*EXERCISE PROMPT:* Gather each line of the entries below that includes "ServerConfig".

■ ■ ■ ■

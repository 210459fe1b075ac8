use dotenvy::dotenv;
use log::info;
use order_recon_server::{config::ServerConfig, server::run_server};

#[actix_web::main]
async fn main() {
    dotenv().ok();
    env_logger::init();
    let config = ServerConfig::from_env_or_default();

    info!("🚀️ Starting server on {}:{}", config.host, config.port);
    match run_server(config).await {
        Ok(_) => println!("Bye!"),
        Err(e) => eprintln!("{e}"),
    }
}
pub mod prepare_env;

pub use prepare_env::*;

■ ■ ■ ■

*WRITTEN SOLUTION:*
use order_recon_server::{config::ServerConfig, server::run_server};
    let config = ServerConfig::from_env_or_default();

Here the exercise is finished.